Stored data entries:
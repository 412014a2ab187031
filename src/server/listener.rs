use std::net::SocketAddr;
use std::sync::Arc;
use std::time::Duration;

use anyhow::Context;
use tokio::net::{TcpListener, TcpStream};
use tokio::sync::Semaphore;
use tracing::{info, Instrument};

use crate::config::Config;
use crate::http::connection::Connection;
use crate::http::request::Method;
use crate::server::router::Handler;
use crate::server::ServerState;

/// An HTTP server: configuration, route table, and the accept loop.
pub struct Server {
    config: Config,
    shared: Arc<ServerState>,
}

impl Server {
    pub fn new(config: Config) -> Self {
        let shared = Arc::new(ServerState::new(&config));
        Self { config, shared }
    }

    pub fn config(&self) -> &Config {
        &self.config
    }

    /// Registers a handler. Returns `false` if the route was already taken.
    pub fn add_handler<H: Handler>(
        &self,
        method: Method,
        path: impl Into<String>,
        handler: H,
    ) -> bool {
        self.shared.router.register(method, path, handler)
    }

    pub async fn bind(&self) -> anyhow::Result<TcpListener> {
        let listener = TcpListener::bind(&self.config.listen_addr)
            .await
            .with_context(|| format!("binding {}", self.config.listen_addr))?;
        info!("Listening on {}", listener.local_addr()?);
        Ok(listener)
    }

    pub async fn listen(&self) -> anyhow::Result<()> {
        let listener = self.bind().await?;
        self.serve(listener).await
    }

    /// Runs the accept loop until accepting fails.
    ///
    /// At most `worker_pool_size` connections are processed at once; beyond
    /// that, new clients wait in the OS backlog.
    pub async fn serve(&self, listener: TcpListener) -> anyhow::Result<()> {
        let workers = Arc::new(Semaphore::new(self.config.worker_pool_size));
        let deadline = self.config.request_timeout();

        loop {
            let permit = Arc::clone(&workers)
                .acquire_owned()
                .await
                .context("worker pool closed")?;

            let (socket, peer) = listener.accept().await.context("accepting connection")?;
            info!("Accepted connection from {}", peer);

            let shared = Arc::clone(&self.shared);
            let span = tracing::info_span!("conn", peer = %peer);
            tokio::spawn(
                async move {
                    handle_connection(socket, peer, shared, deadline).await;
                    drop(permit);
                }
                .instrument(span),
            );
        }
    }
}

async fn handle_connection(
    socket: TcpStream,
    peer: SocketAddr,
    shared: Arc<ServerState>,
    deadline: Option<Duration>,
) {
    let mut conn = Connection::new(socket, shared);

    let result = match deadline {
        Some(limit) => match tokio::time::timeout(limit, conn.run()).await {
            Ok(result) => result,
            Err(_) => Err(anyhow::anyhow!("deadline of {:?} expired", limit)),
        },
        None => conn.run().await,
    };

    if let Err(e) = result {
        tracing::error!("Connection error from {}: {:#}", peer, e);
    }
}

» What is required
Please give all of the entries again, exactly as written.

» Answer for this exercise
repository 412014a2ab187031
filename src/server/listener.rs
use std::net::SocketAddr;
use std::sync::Arc;
use std::time::Duration;

use anyhow::Context;
use tokio::net::{TcpListener, TcpStream};
use tokio::sync::Semaphore;
use tracing::{info, Instrument};

use crate::config::Config;
use crate::http::connection::Connection;
use crate::http::request::Method;
use crate::server::router::Handler;
use crate::server::ServerState;

/// An HTTP server: configuration, route table, and the accept loop.
pub struct Server {
    config: Config,
    shared: Arc<ServerState>,
}

impl Server {
    pub fn new(config: Config) -> Self {
        let shared = Arc::new(ServerState::new(&config));
        Self { config, shared }
    }

    pub fn config(&self) -> &Config {
        &self.config
    }

    /// Registers a handler. Returns `false` if the route was already taken.
    pub fn add_handler<H: Handler>(
        &self,
        method: Method,
        path: impl Into<String>,
        handler: H,
    ) -> bool {
        self.shared.router.register(method, path, handler)
    }

    pub async fn bind(&self) -> anyhow::Result<TcpListener> {
        let listener = TcpListener::bind(&self.config.listen_addr)
            .await
            .with_context(|| format!("binding {}", self.config.listen_addr))?;
        info!("Listening on {}", listener.local_addr()?);
        Ok(listener)
    }

    pub async fn listen(&self) -> anyhow::Result<()> {
        let listener = self.bind().await?;
        self.serve(listener).await
    }

    /// Runs the accept loop until accepting fails.
    ///
    /// At most `worker_pool_size` connections are processed at once; beyond
    /// that, new clients wait in the OS backlog.
    pub async fn serve(&self, listener: TcpListener) -> anyhow::Result<()> {
        let workers = Arc::new(Semaphore::new(self.config.worker_pool_size));
        let deadline = self.config.request_timeout();

        loop {
            let permit = Arc::clone(&workers)
                .acquire_owned()
                .await
                .context("worker pool closed")?;

            let (socket, peer) = listener.accept().await.context("accepting connection")?;
            info!("Accepted connection from {}", peer);

            let shared = Arc::clone(&self.shared);
            let span = tracing::info_span!("conn", peer = %peer);
            tokio::spawn(
                async move {
                    handle_connection(socket, peer, shared, deadline).await;
                    drop(permit);
                }
                .instrument(span),
            );
        }
    }
}

async fn handle_connection(
    socket: TcpStream,
    peer: SocketAddr,
    shared: Arc<ServerState>,
    deadline: Option<Duration>,
) {
    let mut conn = Connection::new(socket, shared);

    let result = match deadline {
        Some(limit) => match tokio::time::timeout(limit, conn.run()).await {
            Ok(result) => result,
            Err(_) => Err(anyhow::anyhow!("deadline of {:?} expired", limit)),
        },
        None => conn.run().await,
    };

    if let Err(e) = result {
        tracing::error!("Connection error from {}: {:#}", peer, e);
    }
}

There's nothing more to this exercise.